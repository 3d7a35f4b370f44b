//! Daily aggregator: reduces trips into one summary per calendar day.
//!
//! Only motorized trips count toward driving distance. Days are keyed by the
//! local calendar date of the trip start, under a configurable UTC offset.

use std::collections::HashMap;

use chrono::{Duration, NaiveDate};
use serde::{Deserialize, Serialize};

#[cfg(feature = "parallel")]
use rayon::prelude::*;

use crate::{ModeCategory, Trip, TransportMode};

/// Configuration for daily aggregation.
#[derive(Debug, Clone, Serialize, Deserialize)]
pub struct DailyConfig {
    /// Offset applied to UTC timestamps before date bucketing.
    /// Default: 0 (UTC calendar days)
    pub utc_offset_minutes: i32,

    /// Minimum total distance for a day to count as significant.
    /// Default: 1.0 km
    pub min_significant_km: f64,
}

impl Default for DailyConfig {
    fn default() -> Self {
        Self {
            utc_offset_minutes: 0,
            min_significant_km: 1.0,
        }
    }
}

/// One calendar day of driving activity.
#[derive(Debug, Clone, Serialize, Deserialize)]
pub struct DailySummary {
    /// Local calendar date
    pub date: NaiveDate,
    /// Total motorized distance, km
    pub total_distance_km: f64,
    /// Number of motorized trips
    pub trip_count: u32,
    /// Longest single trip, km
    pub longest_trip_km: f64,
    /// Total distance over total driving time, km/h
    pub average_speed_kmh: f64,
    /// Distinct dominant modes across the day's trips, first-seen order
    pub modes: Vec<TransportMode>,
    /// Samples contributing to the day's trips
    pub sample_count: u32,
    /// Data quality 0-100: one retained sample per driving minute is full
    /// quality
    pub quality_score: f64,
}

impl DailySummary {
    /// Whether this day carries enough driving to analyze.
    pub fn is_significant(&self, min_km: f64) -> bool {
        self.total_distance_km >= min_km && self.trip_count > 0
    }

    /// A summary for a date with no recorded driving.
    pub fn empty(date: NaiveDate) -> Self {
        Self {
            date,
            total_distance_km: 0.0,
            trip_count: 0,
            longest_trip_km: 0.0,
            average_speed_kmh: 0.0,
            modes: Vec::new(),
            sample_count: 0,
            quality_score: 0.0,
        }
    }
}

#[derive(Debug, Default, Clone)]
struct DayAccumulator {
    total_km: f64,
    trip_count: u32,
    longest_km: f64,
    driving_secs: i64,
    modes: Vec<TransportMode>,
    sample_count: u32,
}

impl DayAccumulator {
    fn add(&mut self, trip: &Trip) {
        self.total_km += trip.distance_km;
        self.trip_count += 1;
        self.longest_km = self.longest_km.max(trip.distance_km);
        self.driving_secs += trip.duration_secs();
        if !self.modes.contains(&trip.dominant_mode) {
            self.modes.push(trip.dominant_mode);
        }
        self.sample_count += trip.point_count;
    }

    fn finalize(self, date: NaiveDate) -> DailySummary {
        let driving_hours = self.driving_secs as f64 / 3600.0;
        let average_speed_kmh = if driving_hours > 0.0 {
            self.total_km / driving_hours
        } else {
            0.0
        };
        let driving_minutes = self.driving_secs as f64 / 60.0;
        let quality_score = if driving_minutes > 0.0 {
            (self.sample_count as f64 / driving_minutes).min(1.0) * 100.0
        } else {
            0.0
        };

        DailySummary {
            date,
            total_distance_km: self.total_km,
            trip_count: self.trip_count,
            longest_trip_km: self.longest_km,
            average_speed_kmh,
            modes: self.modes,
            sample_count: self.sample_count,
            quality_score,
        }
    }
}

fn local_date(trip: &Trip, config: &DailyConfig) -> NaiveDate {
    (trip.start_time + Duration::minutes(config.utc_offset_minutes as i64)).date_naive()
}

fn group_by_date(trips: &[Trip], config: &DailyConfig) -> HashMap<NaiveDate, DayAccumulator> {
    let mut days: HashMap<NaiveDate, DayAccumulator> = HashMap::new();
    for trip in trips {
        if trip.category != ModeCategory::Motorized {
            continue;
        }
        days.entry(local_date(trip, config)).or_default().add(trip);
    }
    days
}

/// Reduce trips into one summary per local calendar day, sorted by date.
///
/// Non-motorized trips are skipped; they bound trip segmentation but do not
/// contribute driving distance.
pub fn aggregate_daily(trips: &[Trip], config: &DailyConfig) -> Vec<DailySummary> {
    let days = group_by_date(trips, config);
    let mut summaries: Vec<DailySummary> = days
        .into_iter()
        .map(|(date, acc)| acc.finalize(date))
        .collect();
    summaries.sort_by_key(|s| s.date);
    summaries
}

/// Parallel variant: groups are independent, so finalization fans out per
/// date. Falls back to the sequential pass for small trip counts.
#[cfg(feature = "parallel")]
pub fn aggregate_daily_parallel(trips: &[Trip], config: &DailyConfig) -> Vec<DailySummary> {
    if trips.len() < 10_000 {
        return aggregate_daily(trips, config);
    }

    let days = group_by_date(trips, config);
    let mut summaries: Vec<DailySummary> = days
        .into_par_iter()
        .map(|(date, acc)| acc.finalize(date))
        .collect();
    summaries.sort_by_key(|s| s.date);
    summaries
}

/// Expand a sorted summary list to full calendar coverage, inserting
/// zero-activity days for every date between the first and last summary.
pub fn with_full_coverage(summaries: &[DailySummary]) -> Vec<DailySummary> {
    let (Some(first), Some(last)) = (summaries.first(), summaries.last()) else {
        return Vec::new();
    };

    let mut out = Vec::new();
    let mut next = first.date;
    for summary in summaries {
        while next < summary.date {
            out.push(DailySummary::empty(next));
            match next.succ_opt() {
                Some(d) => next = d,
                None => return out,
            }
        }
        out.push(summary.clone());
        match summary.date.succ_opt() {
            Some(d) => next = d,
            None => break,
        }
    }
    debug_assert_eq!(out.last().map(|s| s.date), Some(last.date));
    out
}
//! Quality filter: pure rejection of untrustworthy fixes.
//!
//! Drops a sample when its reported accuracy is worse than the threshold,
//! its mode confidence is below the threshold, or it sits on the (0, 0)
//! sentinel used by some exporters for failed fixes. No correction, no
//! reordering, no duplication; every rejection is counted by reason.

use serde::{Deserialize, Serialize};

use crate::LocationSample;

/// Configuration for the quality filter.
#[derive(Debug, Clone, Serialize, Deserialize)]
pub struct FilterConfig {
    /// Samples with reported accuracy above this are dropped.
    /// Default: 100.0 meters
    pub max_accuracy_m: f64,

    /// Samples with mode confidence below this are dropped.
    /// Default: 50
    pub min_mode_confidence: u8,

    /// Samples with both |lat| and |lon| within this of zero are dropped.
    /// Default: 0.01 degrees
    pub origin_tolerance_deg: f64,
}

impl Default for FilterConfig {
    fn default() -> Self {
        Self {
            max_accuracy_m: 100.0,
            min_mode_confidence: 50,
            origin_tolerance_deg: 0.01,
        }
    }
}

/// Per-reason counters from one filter pass.
#[derive(Debug, Clone, Copy, Default, PartialEq, Eq, Serialize, Deserialize)]
pub struct FilterStats {
    /// Samples that passed the filter
    pub accepted: u32,
    /// Dropped: accuracy above threshold
    pub rejected_accuracy: u32,
    /// Dropped: mode confidence below threshold
    pub rejected_confidence: u32,
    /// Dropped: (0, 0) sentinel fix
    pub rejected_origin: u32,
}

impl FilterStats {
    /// Total rejected across all reasons.
    pub fn total_rejected(&self) -> u32 {
        self.rejected_accuracy + self.rejected_confidence + self.rejected_origin
    }

    /// Merge counters from another pass (used for chunked ingestion).
    pub fn merge(&mut self, other: &FilterStats) {
        self.accepted += other.accepted;
        self.rejected_accuracy += other.rejected_accuracy;
        self.rejected_confidence += other.rejected_confidence;
        self.rejected_origin += other.rejected_origin;
    }
}

enum RejectReason {
    Accuracy,
    Confidence,
    Origin,
}

fn rejection_reason(sample: &LocationSample, config: &FilterConfig) -> Option<RejectReason> {
    if let Some(accuracy) = sample.accuracy_m {
        if accuracy > config.max_accuracy_m {
            return Some(RejectReason::Accuracy);
        }
    }
    if let Some(confidence) = sample.mode_confidence {
        if confidence < config.min_mode_confidence {
            return Some(RejectReason::Confidence);
        }
    }
    if sample.latitude.abs() <= config.origin_tolerance_deg
        && sample.longitude.abs() <= config.origin_tolerance_deg
    {
        return Some(RejectReason::Origin);
    }
    None
}

/// Filter a batch of samples, preserving input order.
///
/// Samples with missing accuracy or confidence are not penalized for the
/// missing field; only present values are checked against the thresholds.
pub fn filter_samples(
    samples: Vec<LocationSample>,
    config: &FilterConfig,
) -> (Vec<LocationSample>, FilterStats) {
    let mut stats = FilterStats::default();
    let mut kept = Vec::with_capacity(samples.len());

    for sample in samples {
        match rejection_reason(&sample, config) {
            None => {
                stats.accepted += 1;
                kept.push(sample);
            }
            Some(RejectReason::Accuracy) => stats.rejected_accuracy += 1,
            Some(RejectReason::Confidence) => stats.rejected_confidence += 1,
            Some(RejectReason::Origin) => stats.rejected_origin += 1,
        }
    }

    (kept, stats)
}

#[cfg(test)]
mod tests {
    use super::*;
    use chrono::{DateTime, TimeZone, Utc};

    fn ts() -> DateTime<Utc> {
        Utc.with_ymd_and_hms(2024, 3, 4, 8, 0, 0).unwrap()
    }

    fn good_sample() -> LocationSample {
        LocationSample::new(ts(), 47.6062, -122.3321)
    }

    #[test]
    fn test_accepts_clean_sample() {
        let (kept, stats) = filter_samples(vec![good_sample()], &FilterConfig::default());
        assert_eq!(kept.len(), 1);
        assert_eq!(stats.accepted, 1);
        assert_eq!(stats.total_rejected(), 0);
    }

    #[test]
    fn test_missing_optional_fields_pass() {
        // No accuracy, no confidence: nothing to check against
        let (kept, _) = filter_samples(vec![good_sample()], &FilterConfig::default());
        assert_eq!(kept.len(), 1);
    }

    #[test]
    fn test_rejects_poor_accuracy() {
        let bad = good_sample().with_accuracy(250.0);
        let ok = good_sample().with_accuracy(99.0);
        let (kept, stats) = filter_samples(vec![bad, ok], &FilterConfig::default());
        assert_eq!(kept.len(), 1);
        assert_eq!(stats.rejected_accuracy, 1);
    }

    #[test]
    fn test_rejects_low_confidence() {
        let bad = good_sample().with_confidence(30);
        let ok = good_sample().with_confidence(50);
        let (kept, stats) = filter_samples(vec![bad, ok], &FilterConfig::default());
        assert_eq!(kept.len(), 1);
        assert_eq!(stats.rejected_confidence, 1);
    }

    #[test]
    fn test_rejects_origin_sentinel() {
        let sentinel = LocationSample::new(ts(), 0.004, -0.006);
        let (kept, stats) = filter_samples(vec![sentinel], &FilterConfig::default());
        assert!(kept.is_empty());
        assert_eq!(stats.rejected_origin, 1);
    }

    #[test]
    fn test_near_origin_but_outside_tolerance_passes() {
        // Gulf of Guinea, but a real fix more than 0.01 deg from (0,0)
        let sample = LocationSample::new(ts(), 0.5, 0.5);
        let (kept, stats) = filter_samples(vec![sample], &FilterConfig::default());
        assert_eq!(kept.len(), 1);
        assert_eq!(stats.rejected_origin, 0);
    }

    #[test]
    fn test_preserves_order() {
        let a = good_sample().with_velocity(1.0);
        let b = good_sample().with_accuracy(500.0);
        let c = good_sample().with_velocity(3.0);
        let (kept, _) = filter_samples(vec![a, b, c], &FilterConfig::default());
        assert_eq!(kept.len(), 2);
        assert_eq!(kept[0].velocity_kmh, Some(1.0));
        assert_eq!(kept[1].velocity_kmh, Some(3.0));
    }

    #[test]
    fn test_stats_merge() {
        let mut a = FilterStats {
            accepted: 10,
            rejected_accuracy: 1,
            rejected_confidence: 2,
            rejected_origin: 0,
        };
        let b = FilterStats {
            accepted: 5,
            rejected_accuracy: 0,
            rejected_confidence: 1,
            rejected_origin: 3,
        };
        a.merge(&b);
        assert_eq!(a.accepted, 15);
        assert_eq!(a.total_rejected(), 8);
    }
}
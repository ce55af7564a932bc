//! Request DTOs for the record service API
//!
//! Defines the structure of incoming HTTP request bodies and query strings,
//! plus the field rules applied before anything reaches the store.

use serde::Deserialize;

use super::entities::{ChildPatch, NewChild, NewParent, PageWindow, ParentPatch};

/// Maximum length of parent and child names
pub const MAX_NAME_LENGTH: usize = 100;
/// Maximum length of a child's hobby
pub const MAX_HOBBY_LENGTH: usize = 100;
/// Maximum length of a parent's address
pub const MAX_ADDRESS_LENGTH: usize = 255;
/// Maximum length of an email address
pub const MAX_EMAIL_LENGTH: usize = 255;

/// Request body for POST /parents
#[derive(Debug, Clone, Deserialize)]
pub struct ParentCreate {
    pub name: String,
    pub age: i64,
    pub email: String,
    pub address: String,
}

impl ParentCreate {
    /// Validates the request data
    ///
    /// Returns an error message if validation fails, None if valid.
    pub fn validate(&self) -> Option<String> {
        check_length("name", &self.name, MAX_NAME_LENGTH)
            .or_else(|| check_parent_age(self.age))
            .or_else(|| check_email(&self.email))
            .or_else(|| check_length("address", &self.address, MAX_ADDRESS_LENGTH))
    }

    /// Validates and converts into a store command.
    pub fn into_new(self) -> Result<NewParent, String> {
        if let Some(error_msg) = self.validate() {
            return Err(error_msg);
        }
        Ok(NewParent {
            age: to_age(self.age)?,
            name: self.name,
            email: self.email,
            address: self.address,
        })
    }
}

/// Request body for PUT /parents/:id
#[derive(Debug, Clone, Default, Deserialize)]
pub struct ParentUpdate {
    #[serde(default)]
    pub name: Option<String>,
    #[serde(default)]
    pub age: Option<i64>,
    #[serde(default)]
    pub email: Option<String>,
    #[serde(default)]
    pub address: Option<String>,
}

impl ParentUpdate {
    pub fn validate(&self) -> Option<String> {
        self.name
            .as_deref()
            .and_then(|name| check_length("name", name, MAX_NAME_LENGTH))
            .or_else(|| self.age.and_then(check_parent_age))
            .or_else(|| self.email.as_deref().and_then(check_email))
            .or_else(|| {
                self.address
                    .as_deref()
                    .and_then(|address| check_length("address", address, MAX_ADDRESS_LENGTH))
            })
    }

    pub fn into_patch(self) -> Result<ParentPatch, String> {
        if let Some(error_msg) = self.validate() {
            return Err(error_msg);
        }
        Ok(ParentPatch {
            age: self.age.map(to_age).transpose()?,
            name: self.name,
            email: self.email,
            address: self.address,
        })
    }
}

/// Request body for POST /children
#[derive(Debug, Clone, Deserialize)]
pub struct ChildCreate {
    pub name: String,
    pub age: i64,
    pub hobby: String,
    pub parent_id: i64,
}

impl ChildCreate {
    pub fn validate(&self) -> Option<String> {
        check_length("name", &self.name, MAX_NAME_LENGTH)
            .or_else(|| check_child_age(self.age))
            .or_else(|| check_length("hobby", &self.hobby, MAX_HOBBY_LENGTH))
    }

    pub fn into_new(self) -> Result<NewChild, String> {
        if let Some(error_msg) = self.validate() {
            return Err(error_msg);
        }
        Ok(NewChild {
            age: to_age(self.age)?,
            name: self.name,
            hobby: self.hobby,
            parent_id: self.parent_id,
        })
    }
}

/// Request body for PUT /children/:id
#[derive(Debug, Clone, Default, Deserialize)]
pub struct ChildUpdate {
    #[serde(default)]
    pub name: Option<String>,
    #[serde(default)]
    pub age: Option<i64>,
    #[serde(default)]
    pub hobby: Option<String>,
}

impl ChildUpdate {
    pub fn validate(&self) -> Option<String> {
        self.name
            .as_deref()
            .and_then(|name| check_length("name", name, MAX_NAME_LENGTH))
            .or_else(|| self.age.and_then(check_child_age))
            .or_else(|| {
                self.hobby
                    .as_deref()
                    .and_then(|hobby| check_length("hobby", hobby, MAX_HOBBY_LENGTH))
            })
    }

    pub fn into_patch(self) -> Result<ChildPatch, String> {
        if let Some(error_msg) = self.validate() {
            return Err(error_msg);
        }
        Ok(ChildPatch {
            age: self.age.map(to_age).transpose()?,
            name: self.name,
            hobby: self.hobby,
        })
    }
}

/// Query string for the list endpoints (`?skip=0&limit=100`)
#[derive(Debug, Clone, Copy, Deserialize)]
pub struct ListQuery {
    #[serde(default)]
    pub skip: usize,
    #[serde(default = "default_limit")]
    pub limit: usize,
}

fn default_limit() -> usize {
    PageWindow::DEFAULT_LIMIT
}

impl Default for ListQuery {
    fn default() -> Self {
        Self {
            skip: 0,
            limit: default_limit(),
        }
    }
}

impl From<ListQuery> for PageWindow {
    fn from(query: ListQuery) -> Self {
        PageWindow::new(query.skip, query.limit)
    }
}

// == Field Rules ==

fn check_length(field: &str, value: &str, max: usize) -> Option<String> {
    if value.chars().count() > max {
        Some(format!("{} exceeds maximum length of {} characters", field, max))
    } else {
        None
    }
}

fn check_parent_age(age: i64) -> Option<String> {
    if age <= 18 {
        Some("age must be greater than 18".to_string())
    } else if age > i64::from(u8::MAX) {
        Some(format!("age must be at most {}", u8::MAX))
    } else {
        None
    }
}

fn check_child_age(age: i64) -> Option<String> {
    if !(0..=18).contains(&age) {
        Some("age must be between 0 and 18".to_string())
    } else {
        None
    }
}

fn to_age(age: i64) -> Result<u8, String> {
    u8::try_from(age).map_err(|_| format!("age {} is out of range", age))
}

fn check_email(email: &str) -> Option<String> {
    if email.len() > MAX_EMAIL_LENGTH || !is_valid_email(email) {
        Some(format!("'{}' is not a valid email address", email))
    } else {
        None
    }
}

/// Syntactic email check: one `@`, non-empty local part, dotted domain.
pub fn is_valid_email(email: &str) -> bool {
    if email.chars().any(char::is_whitespace) {
        return false;
    }
    let Some((local, domain)) = email.split_once('@') else {
        return false;
    };
    if local.is_empty() || domain.contains('@') {
        return false;
    }
    let labels: Vec<&str> = domain.split('.').collect();
    labels.len() >= 2 && labels.iter().all(|label| !label.is_empty())
}

#[cfg(test)]
mod tests {
    use super::*;

    fn parent(age: i64, email: &str) -> ParentCreate {
        ParentCreate {
            name: "Parent 1".to_string(),
            age,
            email: email.to_string(),
            address: "Poland".to_string(),
        }
    }

    #[test]
    fn test_parent_create_deserialize() {
        let json = r#"{"name":"A","age":40,"email":"a@x.com","address":"Y"}"#;
        let req: ParentCreate = serde_json::from_str(json).unwrap();
        assert_eq!(req.name, "A");
        assert_eq!(req.age, 40);
        assert!(req.validate().is_none());
    }

    #[test]
    fn test_parent_age_must_exceed_18() {
        assert!(parent(18, "a@x.com").validate().is_some());
        assert!(parent(19, "a@x.com").validate().is_none());
    }

    #[test]
    fn test_parent_age_upper_bound_message() {
        assert_eq!(
            parent(300, "a@x.com").validate().as_deref(),
            Some("age must be at most 255")
        );
        assert_eq!(
            parent(18, "a@x.com").validate().as_deref(),
            Some("age must be greater than 18")
        );
    }

    #[test]
    fn test_conversion_rejects_unvalidated_ages() {
        assert!(parent(300, "a@x.com").into_new().is_err());
        assert_eq!(parent(255, "a@x.com").into_new().unwrap().age, 255);

        let child = ChildUpdate {
            age: Some(-1),
            ..Default::default()
        };
        assert!(child.into_patch().is_err());

        let parent_patch = ParentUpdate {
            age: Some(1000),
            ..Default::default()
        };
        assert!(parent_patch.into_patch().is_err());
    }

    #[test]
    fn test_parent_email_rules() {
        assert!(parent(40, "not-an-email").validate().is_some());
        assert!(parent(40, "a@b").validate().is_some());
        assert!(parent(40, "a@@x.com").validate().is_some());
        assert!(parent(40, "a b@x.com").validate().is_some());
        assert!(parent(40, "user@example.com").validate().is_none());
    }

    #[test]
    fn test_parent_name_too_long() {
        let mut req = parent(40, "a@x.com");
        req.name = "x".repeat(MAX_NAME_LENGTH + 1);
        assert!(req.validate().unwrap().contains("name"));
    }

    #[test]
    fn test_child_age_bounds() {
        let mut req = ChildCreate {
            name: "Child 1".to_string(),
            age: 0,
            hobby: "Drawing".to_string(),
            parent_id: 1,
        };
        assert!(req.validate().is_none());
        req.age = 18;
        assert!(req.validate().is_none());
        req.age = 19;
        assert!(req.validate().is_some());
        req.age = -1;
        assert!(req.validate().is_some());
    }

    #[test]
    fn test_updates_validate_only_present_fields() {
        let empty = ParentUpdate::default();
        assert!(empty.validate().is_none());

        let bad_age = ParentUpdate {
            age: Some(10),
            ..Default::default()
        };
        assert!(bad_age.validate().is_some());

        let child = ChildUpdate {
            hobby: Some("h".repeat(MAX_HOBBY_LENGTH + 1)),
            ..Default::default()
        };
        assert!(child.validate().unwrap().contains("hobby"));
    }

    #[test]
    fn test_into_patch_keeps_absent_fields_none() {
        let patch = ParentUpdate {
            name: Some("New".to_string()),
            ..Default::default()
        }
        .into_patch()
        .unwrap();
        assert_eq!(patch.name.as_deref(), Some("New"));
        assert!(patch.age.is_none());
        assert!(patch.email.is_none());
    }

    #[test]
    fn test_list_query_defaults() {
        let query: ListQuery = serde_json::from_str("{}").unwrap();
        assert_eq!(PageWindow::from(query), PageWindow::new(0, 100));
    }
}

*Assignment*. Write out the material above exactly, please, from its first line up to and including the line where "pub fn is_significant(&self, min_km: f64)" appears, and stop there.

*Task output*.
repository 3d7a35f4b370f44b
//! Daily aggregator: reduces trips into one summary per calendar day.
//!
//! Only motorized trips count toward driving distance. Days are keyed by the
//! local calendar date of the trip start, under a configurable UTC offset.

use std::collections::HashMap;

use chrono::{Duration, NaiveDate};
use serde::{Deserialize, Serialize};

#[cfg(feature = "parallel")]
use rayon::prelude::*;

use crate::{ModeCategory, Trip, TransportMode};

/// Configuration for daily aggregation.
#[derive(Debug, Clone, Serialize, Deserialize)]
pub struct DailyConfig {
    /// Offset applied to UTC timestamps before date bucketing.
    /// Default: 0 (UTC calendar days)
    pub utc_offset_minutes: i32,

    /// Minimum total distance for a day to count as significant.
    /// Default: 1.0 km
    pub min_significant_km: f64,
}

impl Default for DailyConfig {
    fn default() -> Self {
        Self {
            utc_offset_minutes: 0,
            min_significant_km: 1.0,
        }
    }
}

/// One calendar day of driving activity.
#[derive(Debug, Clone, Serialize, Deserialize)]
pub struct DailySummary {
    /// Local calendar date
    pub date: NaiveDate,
    /// Total motorized distance, km
    pub total_distance_km: f64,
    /// Number of motorized trips
    pub trip_count: u32,
    /// Longest single trip, km
    pub longest_trip_km: f64,
    /// Total distance over total driving time, km/h
    pub average_speed_kmh: f64,
    /// Distinct dominant modes across the day's trips, first-seen order
    pub modes: Vec<TransportMode>,
    /// Samples contributing to the day's trips
    pub sample_count: u32,
    /// Data quality 0-100: one retained sample per driving minute is full
    /// quality
    pub quality_score: f64,
}

impl DailySummary {
    /// Whether this day carries enough driving to analyze.
    pub fn is_significant(&self, min_km: f64) -> bool {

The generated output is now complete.